Records for this exercise Start Marker

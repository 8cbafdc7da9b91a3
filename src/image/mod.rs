//! 8-bit images and the operations that turn them into masks.
//!
//! ## Image Format
//!
//! Pixels are stored in an `Array3<u8>` of shape (height, width, channels):
//!
//! | Kind  | Channels | Layout |
//! |-------|----------|--------|
//! | GREY  | 1 | luminance |
//! | GREYA | 2 | luminance + alpha |
//! | RGB   | 3 | red, green, blue |
//! | RGBA  | 4 | red, green, blue, alpha |
//!
//! Operations never modify their input; each returns a new image (or mask).

use std::fmt;

use ndarray::Array3;

use crate::error::{Result, RoiKitError};
use crate::roi::RoiManager;

pub mod convert;
pub mod grey;
pub mod pad;
pub mod rotate;
pub mod threshold;

pub use grey::{GreyAlgorithm, GreyOptions};
pub use pad::{PadAlgorithm, PadOptions};
pub use threshold::MaskOptions;

/// Channel layout of an [`Image`].
#[derive(Debug, Clone, Copy, PartialEq, Eq, Hash)]
pub enum ImageKind {
    Grey,
    GreyA,
    Rgb,
    Rgba,
}

impl ImageKind {
    /// Color components, alpha excluded.
    pub fn components(self) -> usize {
        match self {
            ImageKind::Grey | ImageKind::GreyA => 1,
            ImageKind::Rgb | ImageKind::Rgba => 3,
        }
    }

    pub fn alpha(self) -> bool {
        matches!(self, ImageKind::GreyA | ImageKind::Rgba)
    }

    /// Components plus alpha.
    pub fn channels(self) -> usize {
        self.components() + usize::from(self.alpha())
    }

    pub fn name(self) -> &'static str {
        match self {
            ImageKind::Grey => "GREY",
            ImageKind::GreyA => "GREYA",
            ImageKind::Rgb => "RGB",
            ImageKind::Rgba => "RGBA",
        }
    }
}

impl fmt::Display for ImageKind {
    fn fmt(&self, f: &mut fmt::Formatter<'_>) -> fmt::Result {
        f.write_str(self.name())
    }
}

/// 8-bit image.
#[derive(Debug, Clone, PartialEq, Eq)]
pub struct Image {
    kind: ImageKind,
    data: Array3<u8>,
}

impl Image {
    /// Create a black (and fully transparent, if alpha) image.
    pub fn new(width: usize, height: usize, kind: ImageKind) -> Self {
        Self {
            kind,
            data: Array3::zeros((height, width, kind.channels())),
        }
    }

    /// Create an image from interleaved row-major samples.
    pub fn from_vec(width: usize, height: usize, kind: ImageKind, data: Vec<u8>) -> Result<Self> {
        let expected = width * height * kind.channels();
        if data.len() != expected {
            return Err(RoiKitError::BufferSize {
                expected,
                actual: data.len(),
            });
        }
        let data = Array3::from_shape_vec((height, width, kind.channels()), data).map_err(
            |_| RoiKitError::BufferSize {
                expected,
                actual: expected,
            },
        )?;
        Ok(Self { kind, data })
    }

    /// Wrap a (height, width, channels) array.
    pub fn from_array(kind: ImageKind, data: Array3<u8>) -> Result<Self> {
        let channels = data.dim().2;
        if channels != kind.channels() {
            return Err(RoiKitError::BufferSize {
                expected: kind.channels(),
                actual: channels,
            });
        }
        Ok(Self { kind, data })
    }

    #[inline]
    pub fn width(&self) -> usize {
        self.data.dim().1
    }

    #[inline]
    pub fn height(&self) -> usize {
        self.data.dim().0
    }

    #[inline]
    pub fn kind(&self) -> ImageKind {
        self.kind
    }

    #[inline]
    pub fn channels(&self) -> usize {
        self.kind.channels()
    }

    /// Sample of channel `c` at (x, y).
    #[inline]
    pub fn get(&self, x: usize, y: usize, c: usize) -> u8 {
        self.data[[y, x, c]]
    }

    pub fn set(&mut self, x: usize, y: usize, c: usize, value: u8) {
        self.data[[y, x, c]] = value;
    }

    pub fn data(&self) -> &Array3<u8> {
        &self.data
    }

    /// Interleaved row-major samples.
    pub fn to_vec(&self) -> Vec<u8> {
        self.data.iter().copied().collect()
    }

    /// A fresh ROI manager with default options.
    pub fn roi_manager(&self) -> RoiManager {
        RoiManager::default()
    }
}
//! Binary mask input for region extraction.
//!
//! A mask is a fixed-size grid of foreground/background cells stored as an
//! `Array2<bool>` of shape (height, width). Reads outside the grid are
//! background, which lets the tracers probe neighbors without bounds checks
//! at every call site.

use ndarray::Array2;

use crate::error::{Result, RoiKitError};

/// Foreground/background grid.
#[derive(Debug, Clone, PartialEq, Eq)]
pub struct Mask {
    cells: Array2<bool>,
}

impl Mask {
    /// Create an all-background mask.
    pub fn new(width: usize, height: usize) -> Self {
        Self {
            cells: Array2::from_elem((height, width), false),
        }
    }

    /// Create a mask from row-major cells.
    ///
    /// Fails when `cells.len() != width * height`.
    pub fn from_vec(width: usize, height: usize, cells: Vec<bool>) -> Result<Self> {
        let expected = width * height;
        if cells.len() != expected {
            return Err(RoiKitError::BufferSize {
                expected,
                actual: cells.len(),
            });
        }
        let cells = Array2::from_shape_vec((height, width), cells).map_err(|_| {
            RoiKitError::BufferSize {
                expected,
                actual: expected,
            }
        })?;
        Ok(Self { cells })
    }

    /// Create a mask from bit-packed bytes.
    ///
    /// Bits are read row-major, most significant bit first, with no padding
    /// at the end of a row. `bytes` must hold exactly `ceil(width * height / 8)`
    /// bytes.
    pub fn from_packed_bits(width: usize, height: usize, bytes: &[u8]) -> Result<Self> {
        let size = width * height;
        let expected = size.div_ceil(8);
        if bytes.len() != expected {
            return Err(RoiKitError::BufferSize {
                expected,
                actual: bytes.len(),
            });
        }
        Ok(Self::from_fn(width, height, |x, y| {
            let target = y * width + x;
            bytes[target >> 3] & (0x80 >> (target & 7)) != 0
        }))
    }

    /// Create a mask by evaluating `f(x, y)` for every cell.
    pub fn from_fn<F>(width: usize, height: usize, mut f: F) -> Self
    where
        F: FnMut(usize, usize) -> bool,
    {
        Self {
            cells: Array2::from_shape_fn((height, width), |(y, x)| f(x, y)),
        }
    }

    /// Wrap an existing (height, width) array.
    pub fn from_array(cells: Array2<bool>) -> Self {
        Self { cells }
    }

    #[inline]
    pub fn width(&self) -> usize {
        self.cells.ncols()
    }

    #[inline]
    pub fn height(&self) -> usize {
        self.cells.nrows()
    }

    /// True when the mask has no cells at all.
    pub fn is_empty(&self) -> bool {
        self.width() == 0 || self.height() == 0
    }

    /// Cell state at (x, y). Out-of-bounds reads are background.
    #[inline]
    pub fn get(&self, x: usize, y: usize) -> bool {
        self.cells.get((y, x)).copied().unwrap_or(false)
    }

    /// Signed variant of [`Mask::get`] for neighbor probing.
    #[inline]
    pub fn get_signed(&self, x: isize, y: isize) -> bool {
        x >= 0 && y >= 0 && self.get(x as usize, y as usize)
    }

    /// Set a cell. Writes outside the grid are ignored.
    pub fn set(&mut self, x: usize, y: usize, value: bool) {
        if let Some(cell) = self.cells.get_mut((y, x)) {
            *cell = value;
        }
    }

    /// Number of foreground cells.
    pub fn count_foreground(&self) -> usize {
        self.cells.iter().filter(|&&v| v).count()
    }

    /// Swap foreground and background.
    pub fn invert(&self) -> Self {
        Self {
            cells: self.cells.mapv(|v| !v),
        }
    }

    /// Underlying (height, width) array.
    pub fn cells(&self) -> &Array2<bool> {
        &self.cells
    }
}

Records for this exercise End Marker

# Problem statement
For each line above that includes "value", copy the line.

# Written response
    pub fn set(&mut self, x: usize, y: usize, c: usize, value: u8) {
        self.data[[y, x, c]] = value;
    pub fn set(&mut self, x: usize, y: usize, value: bool) {
            *cell = value;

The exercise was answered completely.